За открытыми воротами находилась ночь. В ее черной плоскости, словно на киноэкране, догорали остатки взорванной тачки. Эта черная плоскость казалась отдельным, другим миром. Но это было не так. Нарушая вроде бы все законы жанра — а кто их придумал? — из плоскости ночи стало проклевываться сперва что-то такое же черное; после просто черное стало превращаться в нечто не черное, но непонятное. Это непонятное через секунду-другую стало осознаваться человеком, странным человеком, не вызывающим страха, а значит, и ответной стрельбы.

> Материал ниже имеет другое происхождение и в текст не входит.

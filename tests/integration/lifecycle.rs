#[path = "common/mod.rs"]
mod common;

use std::{
    thread,
    time::{Duration, Instant},
};

use common::{Fixture, wait_for_log};
use nix::{
    sys::signal::{Signal, kill},
    unistd::Pid,
};
use serde_json::json;

fn wait_for_exit(child: &mut std::process::Child) -> std::process::ExitStatus {
    let deadline = Instant::now() + Duration::from_secs(10);
    loop {
        if let Some(status) = child.try_wait().expect("failed to poll child") {
            return status;
        }
        if Instant::now() >= deadline {
            let _ = child.kill();
            panic!("client did not exit after interrupt");
        }
        thread::sleep(Duration::from_millis(50));
    }
}

#[cfg(unix)]
#[test]
fn interrupt_stops_every_feature_and_exits_zero() {
    let fixture = Fixture::new();
    let config = fixture.write_config(&fixture.config_json(json!({
        "jobs": { "enabled": true },
        "tunneling": { "enabled": true },
        "device-defender": { "enabled": true, "interval": 1 },
    })));
    let log_path = fixture.log_path();

    let mut child = fixture
        .std_command()
        .arg("--config-file")
        .arg(&config)
        .spawn()
        .expect("failed to spawn client");

    wait_for_log(&log_path, "Jobs has started");
    wait_for_log(&log_path, "Secure Tunneling has started");
    wait_for_log(&log_path, "Device Defender has started");

    kill(Pid::from_raw(child.id() as i32), Signal::SIGINT).expect("failed to send SIGINT");
    let status = wait_for_exit(&mut child);
    assert_eq!(status.code(), Some(0));

    let log = wait_for_log(&log_path, "All features have stopped");
    assert!(log.contains("Disconnected shared connection"));
    for feature in ["Jobs", "Secure Tunneling", "Device Defender"] {
        assert!(log.contains(&format!("{feature} has stopped")), "{feature}");
    }
}

#[cfg(unix)]
#[test]
fn hangup_is_ignored_until_interrupt() {
    let fixture = Fixture::new();
    let config = fixture.write_config(&fixture.config_json(json!({
        "jobs": { "enabled": true },
        "tunneling": { "enabled": false },
        "device-defender": { "enabled": false },
    })));
    let log_path = fixture.log_path();

    let mut child = fixture
        .std_command()
        .arg("--config-file")
        .arg(&config)
        .spawn()
        .expect("failed to spawn client");
    wait_for_log(&log_path, "Jobs has started");

    let pid = Pid::from_raw(child.id() as i32);
    kill(pid, Signal::SIGHUP).expect("failed to send SIGHUP");
    wait_for_log(&log_path, "ignoring");
    assert!(child.try_wait().unwrap().is_none());

    kill(pid, Signal::SIGTERM).expect("failed to send SIGTERM");
    assert_eq!(wait_for_exit(&mut child).code(), Some(0));
}
/*!
 * Scheduler Types
 * Domain types for simulation runs
 */

use crate::core::errors::SchedulerError;
use crate::core::types::{Pid, Priority, SchedulerResult, Ticks};
use crate::monitoring::events::SchedEvent;
use crate::process::Process;
use serde::{Deserialize, Serialize};

/// Time quantum configuration
///
/// Maximum burst a dispatched process may run before it is preempted.
#[derive(Debug, Clone, Copy, PartialEq, Eq, Serialize)]
pub struct TimeQuantum {
    pub ticks: Ticks,
}

impl TimeQuantum {
    /// Create new time quantum
    pub fn new(ticks: i64) -> SchedulerResult<Self> {
        if ticks <= 0 {
            return Err(SchedulerError::InvalidQuantum(ticks));
        }
        Ok(Self {
            ticks: ticks as Ticks,
        })
    }

    #[inline(always)]
    pub const fn as_ticks(&self) -> Ticks {
        self.ticks
    }
}

/// Simulation run state
///
/// Between calls a run is only ever `Idle` or `Terminal`. `Dispatched` is
/// held while a single step executes its burst and is never visible through
/// [`Simulation::state`](super::Simulation::state).
#[derive(Debug, Clone, Copy, PartialEq, Eq, Serialize, Deserialize)]
#[serde(rename_all = "snake_case")]
pub enum RunState {
    /// Processes are waiting, none is running
    Idle,
    /// A process has been extracted and is running its burst (inside a step only)
    Dispatched,
    /// Queue drained, run complete
    Terminal,
}

/// One executed burst
#[derive(Debug, Clone, Copy, PartialEq, Eq, Serialize, Deserialize)]
pub struct Execution {
    pub pid: Pid,
    pub priority_at_dispatch: Priority,
    pub burst: Ticks,
    pub remaining_after: Ticks,
    pub elapsed_total: Ticks,
}

/// What happened to the process after its burst
#[derive(Debug, Clone, Copy, PartialEq, Eq, Serialize, Deserialize)]
#[serde(tag = "outcome", rename_all = "snake_case")]
pub enum Outcome {
    /// No time left, process leaves the simulation
    Completed,
    /// Time left, process aged and put back in the ready queue
    Requeued { new_priority: Priority },
}

/// Result of advancing the simulation by one iteration
#[derive(Debug, Clone, PartialEq, Eq, Serialize)]
pub struct Step {
    /// Queue contents right before the extraction, most urgent first
    pub snapshot: Vec<Process>,
    pub execution: Execution,
    pub outcome: Outcome,
}

impl Step {
    /// Trace events for this step, in emission order
    pub fn into_events(self) -> Vec<SchedEvent> {
        let pid = self.execution.pid;
        let last = match self.outcome {
            Outcome::Completed => SchedEvent::Completed {
                pid,
                elapsed_total: self.execution.elapsed_total,
            },
            Outcome::Requeued { new_priority } => SchedEvent::Requeued {
                pid,
                priority: new_priority,
            },
        };

        vec![
            SchedEvent::Snapshot {
                processes: self.snapshot,
            },
            SchedEvent::Executed(self.execution),
            last,
        ]
    }
}

#[cfg(test)]
mod tests {
    use super::*;

    #[test]
    fn test_time_quantum_validation() {
        assert_eq!(TimeQuantum::new(0), Err(SchedulerError::InvalidQuantum(0)));
        assert_eq!(TimeQuantum::new(-4), Err(SchedulerError::InvalidQuantum(-4)));
        assert_eq!(TimeQuantum::new(3).unwrap().as_ticks(), 3);
    }

    #[test]
    fn test_step_events_order() {
        let step = Step {
            snapshot: Vec::new(),
            execution: Execution {
                pid: 3,
                priority_at_dispatch: 1,
                burst: 2,
                remaining_after: 1,
                elapsed_total: 2,
            },
            outcome: Outcome::Requeued { new_priority: 2 },
        };

        let events = step.into_events();
        assert_eq!(events.len(), 3);
        assert!(matches!(events[0], SchedEvent::Snapshot { .. }));
        assert!(matches!(events[1], SchedEvent::Executed(_)));
        assert_eq!(events[2], SchedEvent::Requeued { pid: 3, priority: 2 });
    }
}
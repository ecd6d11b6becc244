/*!
 * Priority Scheduler - Main Entry Point
 *
 * Thin shell around the scheduling core:
 * - Reads a workload file or prompts for processes
 * - Prints the ready queue and every burst
 * - Optionally pauses between steps
 */

use miette::IntoDiagnostic;
use std::io;
use tracing::info;

use priority_scheduler::monitoring::{LogSink, Tee, TraceSink};
use priority_scheduler::shell::{write_report, Prompter, TablePrinter};
use priority_scheduler::{init_tracing, ShellConfig, Workload};

fn main() -> miette::Result<()> {
    // Initialize structured tracing
    init_tracing();

    let config = ShellConfig::from_env();
    info!(workload = ?config.workload, step_mode = config.step_mode, "Priority scheduler starting");

    let workload = match &config.workload {
        Some(path) => Workload::load(path)?,
        None => {
            println!("Welcome to the priority scheduler!");
            Prompter::new(io::stdin().lock(), io::stdout()).read_workload()?
        }
    };

    let mut simulation = workload.into_simulation()?;
    let mut printer = TablePrinter::new(io::stdout());
    let mut log_sink = LogSink;

    if config.step_mode {
        let mut prompter = Prompter::new(io::stdin().lock(), io::stdout());
        let span = simulation.span();
        let _entered = span.enter();
        while let Some(step) = simulation.step() {
            for event in step.into_events() {
                printer.record(&event);
                log_sink.record(&event);
            }
            prompter.wait_for_enter()?;
        }
    } else {
        simulation.run(&mut Tee::new(&mut printer, &mut log_sink));
    }

    let mut out = printer.finish().into_diagnostic()?;
    write_report(&mut out, &simulation.report()).into_diagnostic()?;

    info!(
        run_id = %simulation.run_id(),
        total_elapsed = simulation.elapsed(),
        "Priority scheduler finished"
    );
    Ok(())
}
/*!
 * Priority Scheduler Library
 * Preemptive priority scheduling simulation with quantum-based aging
 */

pub mod config;
pub mod core;
pub mod monitoring;
pub mod process;
pub mod scheduler;
pub mod shell;

// Re-exports
pub use crate::core::errors::{ConfigError, SchedulerError};
pub use crate::core::types::{Pid, Priority, SchedulerResult, Ticks};
pub use config::{ShellConfig, Workload};
pub use monitoring::{init_tracing, EventRecorder, LogSink, SchedEvent, TraceSink};
pub use process::{Process, ProcessSpec};
pub use scheduler::{
    Execution, Outcome, ReadyQueue, RunState, Simulation, SimulationReport, Step, TimeQuantum,
};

Наконец это человекообразное оказалось в освещенном воздухе, и появилась возможность разглядеть и осмыслить появившееся. На самом деле оценка давалась потом; в тот же миг память просто фотографировала, и на моей карточке запечатлелась действительно человеческая фигура в истерзанной одежде и с дышавшим кровью лицом. Сквозь алое месиво голубели глаза с точечками зрачков, похожими на черные кружочки мишеней.

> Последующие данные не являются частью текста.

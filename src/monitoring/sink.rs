/*!
 * Trace Sinks
 * Synchronous consumers of the scheduler event stream
 */

use super::events::SchedEvent;
use tracing::{debug, info};

/// Receives scheduler events in emission order
///
/// Called synchronously from the scheduler loop. A sink only observes events
/// and has no handle on scheduling state.
pub trait TraceSink {
    fn record(&mut self, event: &SchedEvent);
}

impl<F> TraceSink for F
where
    F: FnMut(&SchedEvent),
{
    fn record(&mut self, event: &SchedEvent) {
        self(event)
    }
}

/// Sink that keeps every event in memory
#[derive(Debug, Clone, Default)]
pub struct EventRecorder {
    events: Vec<SchedEvent>,
}

impl EventRecorder {
    pub fn new() -> Self {
        Self::default()
    }

    pub fn events(&self) -> &[SchedEvent] {
        &self.events
    }

    pub fn into_events(self) -> Vec<SchedEvent> {
        self.events
    }

    pub fn len(&self) -> usize {
        self.events.len()
    }

    pub fn is_empty(&self) -> bool {
        self.events.is_empty()
    }
}

impl TraceSink for EventRecorder {
    fn record(&mut self, event: &SchedEvent) {
        self.events.push(event.clone());
    }
}

/// Sink that forwards events to structured tracing output
#[derive(Debug, Clone, Copy, Default)]
pub struct LogSink;

impl TraceSink for LogSink {
    fn record(&mut self, event: &SchedEvent) {
        match event {
            SchedEvent::Snapshot { processes } => {
                debug!(event = event.name(), queued = processes.len(), "ready queue snapshot");
            }
            SchedEvent::Executed(execution) => {
                info!(
                    event = event.name(),
                    pid = execution.pid,
                    priority = execution.priority_at_dispatch,
                    burst = execution.burst,
                    remaining = execution.remaining_after,
                    elapsed = execution.elapsed_total,
                    "burst executed"
                );
            }
            SchedEvent::Completed { pid, elapsed_total } => {
                info!(event = event.name(), pid = *pid, elapsed = *elapsed_total, "process completed");
            }
            SchedEvent::Requeued { pid, priority } => {
                info!(event = event.name(), pid = *pid, priority = *priority, "process requeued");
            }
        }
    }
}

/// Fan out to two sinks
pub struct Tee<'a, A: ?Sized, B: ?Sized> {
    first: &'a mut A,
    second: &'a mut B,
}

impl<'a, A, B> Tee<'a, A, B>
where
    A: TraceSink + ?Sized,
    B: TraceSink + ?Sized,
{
    pub fn new(first: &'a mut A, second: &'a mut B) -> Self {
        Self { first, second }
    }
}

impl<A, B> TraceSink for Tee<'_, A, B>
where
    A: TraceSink + ?Sized,
    B: TraceSink + ?Sized,
{
    fn record(&mut self, event: &SchedEvent) {
        self.first.record(event);
        self.second.record(event);
    }
}

#[cfg(test)]
mod tests {
    use super::*;

    #[test]
    fn test_closure_sink() {
        let mut count = 0;
        let mut sink = |_: &SchedEvent| count += 1;
        sink.record(&SchedEvent::Snapshot { processes: vec![] });
        sink.record(&SchedEvent::Snapshot { processes: vec![] });
        assert_eq!(count, 2);
    }

    #[test]
    fn test_tee_records_both() {
        let mut first = EventRecorder::new();
        let mut second = EventRecorder::new();
        {
            let mut tee = Tee::new(&mut first, &mut second);
            tee.record(&SchedEvent::Requeued { pid: 1, priority: 2 });
        }
        assert_eq!(first.events(), second.events());
        assert_eq!(first.len(), 1);
    }
}
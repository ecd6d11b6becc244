/*!
 * Shell Module
 * Terminal input provider and table trace sink for the binary
 */

pub mod input;
pub mod table;

pub use input::Prompter;
pub use table::{write_report, TablePrinter};
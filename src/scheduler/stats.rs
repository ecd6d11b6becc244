/*!
 * Scheduler Statistics
 * Track and report per-run scheduling metrics
 */

use crate::core::types::{Pid, Priority, Ticks};
use crate::process::Process;
use serde::{Deserialize, Serialize};

/// Run-wide counters
#[derive(Debug, Clone, Copy, Default, PartialEq, Eq, Serialize, Deserialize)]
pub struct SchedulerStats {
    /// Bursts executed
    pub dispatches: u64,
    /// Bursts that ended with time left (process aged and requeued)
    pub preemptions: u64,
    pub completions: u64,
    /// Dispatches that picked a different process than the previous one
    pub context_switches: u64,
}

impl SchedulerStats {
    pub(super) fn record_dispatch(&mut self, pid: Pid, previous: Option<Pid>) {
        self.dispatches += 1;
        if previous != Some(pid) {
            self.context_switches += 1;
        }
    }

    pub(super) fn record_preemption(&mut self) {
        self.preemptions += 1;
    }

    pub(super) fn record_completion(&mut self) {
        self.completions += 1;
    }
}

/// Final accounting for a completed process
#[derive(Debug, Clone, Copy, PartialEq, Eq, Serialize, Deserialize)]
pub struct ProcessRecord {
    pub pid: Pid,
    pub initial_priority: Priority,
    pub final_priority: Priority,
    pub total_time: Ticks,
    pub dispatches: u32,
    pub completion_time: Ticks,
}

impl ProcessRecord {
    pub(super) fn completed(process: &Process, completion_time: Ticks) -> Self {
        Self {
            pid: process.id,
            initial_priority: process.initial_priority(),
            final_priority: process.priority,
            total_time: process.total_time(),
            dispatches: process.dispatches(),
            completion_time,
        }
    }

    /// Every process is ready at time zero, so turnaround equals completion time
    #[inline]
    pub fn turnaround_time(&self) -> Ticks {
        self.completion_time
    }

    /// Time spent in the ready queue
    #[inline]
    pub fn waiting_time(&self) -> Ticks {
        self.completion_time.saturating_sub(self.total_time)
    }
}

/// Summary of a run (or of the part executed so far)
#[derive(Debug, Clone, PartialEq, Serialize, Deserialize)]
pub struct SimulationReport {
    pub quantum: Ticks,
    pub total_elapsed: Ticks,
    pub stats: SchedulerStats,
    /// Completed processes in completion order
    pub processes: Vec<ProcessRecord>,
}

impl SimulationReport {
    pub fn average_waiting_time(&self) -> f64 {
        self.average(ProcessRecord::waiting_time)
    }

    pub fn average_turnaround_time(&self) -> f64 {
        self.average(ProcessRecord::turnaround_time)
    }

    fn average(&self, metric: impl Fn(&ProcessRecord) -> Ticks) -> f64 {
        if self.processes.is_empty() {
            return 0.0;
        }
        let sum: u128 = self.processes.iter().map(|p| metric(p) as u128).sum();
        sum as f64 / self.processes.len() as f64
    }
}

Так вот, у этой странной человеческой фигуры странным же образом располагались некоторые части тела. Ног было две штуки, и они хотя и с трудом, но двигались. И рук оказалось две штуки. Две эти штуки рук располагались с одной стороны — слева. И тут я понял — нет, понял потом, а тогда только сфотографировал, — что правая рука была оторвана. Из правого плеча торчала красная кость. Оторванная же рука держала пистолет. Эту руку я уже где-то видел. Правая рука находилась в левой. Происходило какое-то странное рукопожатие. Оно оказалось настолько странным, что никто из нас не успел среагировать.
Мертвое фактически тело сделало еще несколько шагов. Такие коротенькие, детские шажочки. Левая рука, сжимающая правую руку, стала подниматься. Пальцы правой мертво держали пистолет, и указательный лежал на спусковом крючке. Указательный палец левой руки лежал на указательном пальце правой. И тут я понял. Нет, понял после. Просто среагировал позвоночником.
Я выбросил свою руку — живую, блин! — вперед и стал стрелять в мертвое тело из «Макарова».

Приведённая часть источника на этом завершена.